Le fait est que, dès le début du XXe siècle, l’entreprise ne se contente plus de fabriquer des pièces détachées permettant aux forgerons d’assembler les instruments aratoires qu’ils souhaitent, mais produit elle-même ses propres machines. Différents modèles de charrues sont déposés en 1902 ; puis, entre 1904 et 1907, des houes, herses articulées, extirpateurs, cultivateur canadien, semoir, râteau à cheval, arrache-pommes de terre, des charrues encore… Une marque d’acier extra-dur est déposée sous le nom de « Cristal ». Des noms, puisés dans le vocabulaire de l'espéranto, destinés à frapper les esprits, baptisent ces nouvelles inventions : « Supera », « Kateno », « Fortika », « Plugilo », « Miriga », « Firmega »… La plus célèbre d’entre elles, un brabant double inventé en 1906, est baptisée « Universala ». Nom bien choisi pour une charrue qui aura une renommée internationale !

Pour construire au mieux toutes ces machines, de nouveaux ateliers de construction sont ouverts en 1907 rue Ernest-Mourin, dans le quartier Saint-Serge en lotissement. L'important n'est plus d'être proche de la rivière, mais du chemin de fer. Au moment où l'atelier de construction Am. Thuau » se transforme en « Établissements Beauvais-Robin », l'avenir de l'entreprise dans la construction d'instruments agricoles variés est bien assuré.

Les Archives municipales se sont enrichies en juillet 2003 des archives de l’entreprise Beauvais-Robin, grâce à son ancien PDG, qui a bien voulu en faire don au patrimoine de la Ville. Avec le fonds de l’entreprise Bessonneau, et celui du Marché d’Intérêt national, tout récemment déposé, c’est l’ensemble le plus riche pour retracer l’histoire économique et industrielle de la ville d’Angers.

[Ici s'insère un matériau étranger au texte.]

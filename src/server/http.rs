//! HTTP server
//!
//! Single hyper http1 listener shared by the handshake WebSocket endpoint and
//! the operator REST surface. Connections are served on spawned tasks with
//! upgrade support; routing is a straight match on method and path.

use std::net::SocketAddr;
use std::sync::Arc;
use std::time::Duration;

use bytes::Bytes;
use chrono::{DateTime, Utc};
use http_body_util::Full;
use hyper::body::Incoming;
use hyper::server::conn::http1;
use hyper::service::service_fn;
use hyper::{Method, Request, Response};
use hyper_util::rt::TokioIo;
use tokio::net::TcpListener;
use tokio::sync::broadcast;
use tracing::{debug, error, info};

use crate::audit::AuditLog;
use crate::config::Args;
use crate::consent::HandshakeEngine;
use crate::db::Database;
use crate::directory::RegistrationService;
use crate::health::HealthFile;
use crate::relationship::termination::TerminationHandler;
use crate::relationship::RelationshipStore;
use crate::routes;
use crate::server::admission::AdmissionController;
use crate::server::protocol::HANDSHAKE_PATH;
use crate::server::session::SessionRegistry;
use crate::server::websocket;
use crate::types::Result;

/// Shared application state
pub struct AppState {
    pub args: Args,
    pub db: Arc<Database>,
    pub audit: Arc<AuditLog>,
    pub relationships: Arc<RelationshipStore>,
    pub termination: Arc<TerminationHandler>,
    pub engine: Arc<HandshakeEngine>,
    pub admission: Arc<AdmissionController>,
    pub sessions: Arc<SessionRegistry>,
    pub registration: Arc<RegistrationService>,
    pub health: Arc<HealthFile>,
    /// Shutdown fan-out: the accept loop, every connection task, the
    /// heartbeat, and the IPC listener all subscribe.
    pub shutdown: broadcast::Sender<()>,
    pub started_at: DateTime<Utc>,
}

/// Bind the configured address and serve until the shutdown signal fires.
pub async fn run(state: Arc<AppState>) -> Result<()> {
    let listener = TcpListener::bind(state.args.listen).await?;
    run_with_listener(state, listener).await
}

/// Run the shared listener until the shutdown signal fires.
///
/// The protocol server is the first subsystem torn down in an ordered
/// shutdown: active sessions receive close 1001 through their own shutdown
/// subscriptions, queued upgrades are answered 503, then the listener drops.
pub async fn run_with_listener(state: Arc<AppState>, listener: TcpListener) -> Result<()> {
    info!(
        "Neuron listening on {} (handshake at {})",
        listener.local_addr()?,
        HANDSHAKE_PATH
    );

    let mut shutdown = state.shutdown.subscribe();

    loop {
        tokio::select! {
            accepted = listener.accept() => match accepted {
                Ok((stream, addr)) => {
                    let state = Arc::clone(&state);
                    tokio::spawn(async move {
                        let io = TokioIo::new(stream);
                        let service = service_fn(move |req| {
                            let state = Arc::clone(&state);
                            async move { handle_request(state, addr, req).await }
                        });

                        if let Err(err) = http1::Builder::new()
                            .serve_connection(io, service)
                            .with_upgrades()
                            .await
                        {
                            debug!("Error serving connection from {}: {:?}", addr, err);
                        }
                    });
                }
                Err(e) => {
                    error!("Error accepting connection: {:?}", e);
                }
            },
            _ = shutdown.recv() => {
                info!("Protocol server stopping");
                break;
            }
        }
    }

    // Queued upgrades are rejected; live sessions are already sending 1001.
    state.admission.drain_queue();
    tokio::time::sleep(Duration::from_millis(250)).await;

    Ok(())
}

/// Route incoming HTTP requests.
async fn handle_request(
    state: Arc<AppState>,
    addr: SocketAddr,
    req: Request<Incoming>,
) -> std::result::Result<Response<Full<Bytes>>, hyper::Error> {
    let method = req.method().clone();
    let path = req.uri().path().to_string();

    debug!("[{}] {} {}", addr, method, path);

    let response = match (method, path.as_str()) {
        // Consent handshake endpoint (WebSocket only).
        (Method::GET, HANDSHAKE_PATH) => {
            if hyper_tungstenite::is_upgrade_request(&req) {
                websocket::handle_handshake_upgrade(state, req).await
            } else {
                routes::bad_request_response("WebSocket upgrade required for /ws/handshake")
            }
        }

        // Liveness probe.
        (Method::GET, "/health") | (Method::GET, "/healthz") => {
            routes::health_check(Arc::clone(&state))
        }

        // Readiness probe: directory linkage.
        (Method::GET, "/ready") | (Method::GET, "/readyz") => {
            routes::readiness_check(Arc::clone(&state)).await
        }

        (Method::GET, "/version") => routes::version_info(),

        (Method::GET, "/status") => routes::status_check(Arc::clone(&state)).await,

        // CORS preflight.
        (Method::OPTIONS, _) => routes::preflight_response(),

        // Operator REST surface.
        (_, p) if p.starts_with("/api/v1") => {
            routes::handle_api_request(Arc::clone(&state), req).await
        }

        (_, p) => routes::not_found_response(p),
    };

    Ok(response)
}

Actes de société, assemblées générales, opérations publicitaires, brevets et marques de fabrique, photographies, catalogues illustrés depuis 1906… offrent une matière riche - et nouvelle - à l’historien de l’économie et des techniques agricoles, de 1902 à 1989, et surtout pour la période des années trente à 1975.
Dès leur arrivée aux Archives, les documents ont été classés par un étudiant de l’IEP de Rennes, Samuel Boche, et cotés en 24 J.